PROCESSUAL CIVIL. AÇÃO CIVIL PÚBLICA. CONDENAÇÃO POR DANOS AMBIENTAIS. OMISSÃO NA ADOÇÃO DE MEDIDAS PARA REGULARIZAR A DISPOSIÇÃO FINAL DE RESÍDUOS SÓLIDOS. AGRAVO INTERNO. ALEGAÇÕES DE VÍCIOS NO ACÓRDÃO. INEXISTENTES. I - Na origem, trata-se de ação civil pública em que se objetiva a condenação do município por danos ambientais decorrentes de suposta omissão na adoção de medidas para regularizar a disposição final de resíduos sólidos. Na sentença, julgou-se procedente o pedido. No Tribunal de origem, a sentença foi mantida.
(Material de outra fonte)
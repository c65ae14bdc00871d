//! Selfie Bingo - command-line front end

#![warn(missing_docs)]

mod cli;

use anyhow::Result;
use clap::Parser;
use cli::{Cli, Command};
use selfie_bingo::{
    AnimatorState, BingoConfig, BingoSession, Collaborators, ConsoleDialogs, ConsoleSurface,
    FileCapture, FileShareTarget, SqliteTileStore,
};
use std::path::PathBuf;
use std::sync::Arc;
use tracing::{debug, info};
use tracing_subscriber::EnvFilter;

#[tokio::main]
async fn main() -> Result<()> {
    // Load .env file
    dotenvy::dotenv().ok();

    let cli = Cli::parse();

    tracing_subscriber::fmt()
        .with_env_filter(
            EnvFilter::try_from_default_env().unwrap_or_else(|_| EnvFilter::new("info")),
        )
        .with_writer(std::io::stderr)
        .init();

    let mut config = BingoConfig::load_or_default(&cli.config)?;
    if let Some(db_path) = cli.db_path {
        config = config.with_db_path(db_path);
    }
    info!(db_path = %config.db_path(), "Starting Selfie Bingo");

    match cli.command {
        Command::Show { json } => show(&config, json),
        Command::Name { position, name } => {
            let session = build_session(&config, None, false)?;
            match name {
                Some(name) => session.set_name(position, &name)?,
                None => {
                    session.name_tile(position).await?;
                }
            }
            print_board(&session)
        }
        Command::Photo { position, file } => {
            let session = build_session(&config, file, false)?;
            let outcome = session.capture_photo(position).await?;
            debug!(?outcome, "Photo handled");
            finish(&session).await
        }
        Command::Tap { position, file } => {
            let session = build_session(&config, file, false)?;
            let outcome = session.tap(position).await?;
            debug!(?outcome, "Tap handled");
            finish(&session).await
        }
        Command::Share { yes } => {
            let session = build_session(&config, None, yes)?;
            let outcome = session.share().await?;
            println!("{:?}", outcome);
            Ok(())
        }
        Command::Reset => {
            let session = build_session(&config, None, false)?;
            session.reset()?;
            print_board(&session)
        }
    }
}

/// Wires the console collaborators into a session.
fn build_session(config: &BingoConfig, file: Option<PathBuf>, assume_yes: bool) -> Result<BingoSession> {
    let store = Arc::new(SqliteTileStore::open(config.db_path())?);
    let collaborators = Collaborators::new(
        Arc::new(ConsoleDialogs::new(assume_yes)),
        Arc::new(FileCapture::new(file, config.capture_target())),
        Arc::new(FileShareTarget::new(config.output_dir())),
    );
    Ok(BingoSession::new(
        store,
        Arc::new(ConsoleSurface),
        collaborators,
        config,
    ))
}

/// Prints the board without composing anything.
fn show(config: &BingoConfig, json: bool) -> Result<()> {
    let store = SqliteTileStore::open(config.db_path())?;
    let board = selfie_bingo::BoardModel::new(Arc::new(store)).get_all()?;
    if json {
        println!("{}", serde_json::to_string_pretty(&board)?);
    } else {
        println!("{}", board.display());
    }
    Ok(())
}

fn print_board(session: &BingoSession) -> Result<()> {
    println!("{}", session.board()?.display());
    Ok(())
}

/// Dismisses any overlay left up by a celebration, then prints the board.
async fn finish(session: &BingoSession) -> Result<()> {
    if session.animator().state() != AnimatorState::Idle {
        session.dismiss_overlay().await?;
    }
    print_board(session)
}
Nesta Corte, não se conheceu do agravo em recurso especial. II - Opostos embargos de declaração, aponta a parte embargante vícios no acórdão embargado. Não há vício no acórdão. A matéria foi devidamente tratada com clareza e sem contradições. III - Embargos de declaração não se prestam ao reexame de questões já analisadas, com o nítido intuito de promover efeitos modificativos ao recurso, quando a decisão apreciou as teses relevantes para o deslinde do caso e fundamentou sua conclusão. IV - Se o recurso é inapto ao conhecimento, a falta de exame da matéria de fundo impossibilita a própria existência de omissão quanto a esta matéria. Nesse sentido: EDcl nos EDcl no AgInt no RE nos EDcl no AgInt no REsp n. 1.337.262/RJ, Rel. Ministro Humberto Martins, Corte Especial, julgado em 21/3/2018, DJe 5/4/2018; EDcl no AgRg no AREsp n. 174.304/PR, Rel. Ministro Napoleão Nunes Maia Filho, Primeira Turma, julgado em 10/4/2018, DJe 23/4/2018; EDcl no AgInt no REsp n. 1.487.963/RS, Rel. Ministro Og Fernandes, Segunda Turma, julgado em 24/10/2017, DJe 7/11/2017. V - Embargos de declaração rejeitados.

Decisão Completa

Vistos e relatados estes autos em que são partes as acima indicadas, acordam os Ministros da Segunda Turma do Superior Tribunal de Justiça, por unanimidade, rejeitar os embargos de declaração, nos termos do voto do Sr. Ministro Relator. Os Srs. Ministros Herman Benjamin, Og Fernandes, Mauro Campbell Marques e Assusete Magalhães votaram com o Sr. Ministro Relator. Presidiu o julgamento o Sr. Ministro Herman Benjamin.